Give me a big kiss and a pinch
Bir öpücük ve yanak ver bakalım.
Pinch a landseer, me?
Tablo çalmak mı, ben mi?
Back up the pinch with a charge or drive me back to my shack.
Suçlamada bulunmayacaksanız beni barakama geri bırakın.
Tell me did you pinch the constable's badge?
Dostum, Orman Koruma memurunu nasıl atlattınız?
As kids I used to pinch his marbles, and he'd lecture me.
Çocukken bilyelerini yürütürdüm.
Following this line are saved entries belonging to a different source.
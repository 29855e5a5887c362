//! Request logging middleware.

use axum::{extract::Request, middleware::Next, response::Response};
use std::time::Instant;
use tracing::{Instrument, Level, info, span, warn};

use super::RequestId;

/// Logs method, path, status and latency inside an `http_request` span
/// carrying the request id. 5xx responses are logged at `warn`.
pub async fn logging_middleware(request: Request, next: Next) -> Response {
    let method = request.method().clone();
    let path = request.uri().path().to_string();
    let request_id = request
        .extensions()
        .get::<RequestId>()
        .map(|r| r.0.clone())
        .unwrap_or_else(|| "unknown".to_string());

    let span = span!(
        Level::INFO,
        "http_request",
        method = %method,
        path = %path,
        request_id = %request_id,
        user_id = tracing::field::Empty
    );

    async move {
        let start = Instant::now();
        let response = next.run(request).await;
        let status = response.status().as_u16();
        let duration_ms = start.elapsed().as_millis() as u64;

        if response.status().is_server_error() {
            warn!(status, duration_ms, "Request failed");
        } else {
            info!(status, duration_ms, "Request completed");
        }
        response
    }
    .instrument(span)
    .await
}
Bana ders verirdi.
Lieutenant O'Hashi, when he reaches the first trench, - to pinch in this way, to his right. - And report back to me.
Teğmen O'Hashi, ilk seti aştıktan sonra bu tarafa doğru ilerleyecek.
They tell me you've been operatin'ten years in this town without a pinch. Yeah. Luck, Mr. Darcey.
Bana, on yıldır bu şehirde tek bir yumruk bile atmadan iş yaptığını söylediler.
I don't steal off you and you don't off me, not even a pinch of pie.
Senden bir şey çalmam, sen de benden çalma, bir kek kırıntısı bile.
You save me a pinch now.
Bana da biraz bırak.
Break off a pinch of you LYLE : You didn't have to leave with me.
Benimle gelmen gerekmiyordu.
Pinch me.
Çimdikle beni.
You besiege me, you bring the milk you send me false notices... you send gas workers, you pinch my letters.
Etrafımı sarmışsın, süt getiriyorsun sahte bildirimler gönderdin... gaz servisini gönderdin, mektuplarımı aşırdın.
I want'em to see me make this pinch.
Bunu yakaladığım zaman beni görmelerini istiyorum.
It's hard to say, not knowing her, but she'd probably experience something along the lines of... an overwhelming need to pinch my cheeks, uh, knit me a sweater.
Ama muhtemelen, yanaktan makas alma,.. ... kazak örme gibi dürtülere kapılır.
But sometimes in a pinch, or if you're in your office giving some poor kid a flu shot, you surprise me, Fleischman.
Ama bazen bıçak kemiğe dayandığında,... veya zavallı çocuğun birine grip aşısı yaparken beni şaşırtıyorsun.
Pinch-hitting for me?
Öldürücü vuruşu ben yapmayayım mı?
Let me pinch you.
Dur da sana çimdik atayım.
If I didn't pinch some of the money, you wouldn't have bought me a thing.
Eğer parayı vermeseydin, istediğin her şeyi alabilirdin.
Oh, like you would want me to butt in on one of your pinch interrogations.
- Sanki pinch sorgulamalarından birine karışmamı ister miydin?
Now, the paper has chosen me to pinch hit for him.
Gazete de onun yedeği olarak beni seçti.
To me, she meant a sort of escape, fresh air, a pinch of salt... to season the salad I had in my mind.
Benim için o, bir kaçış fırsatı, temiz havaydı, aklımdaki karışıklığa... yepyeni bir tat katacak bir tutam baharattı.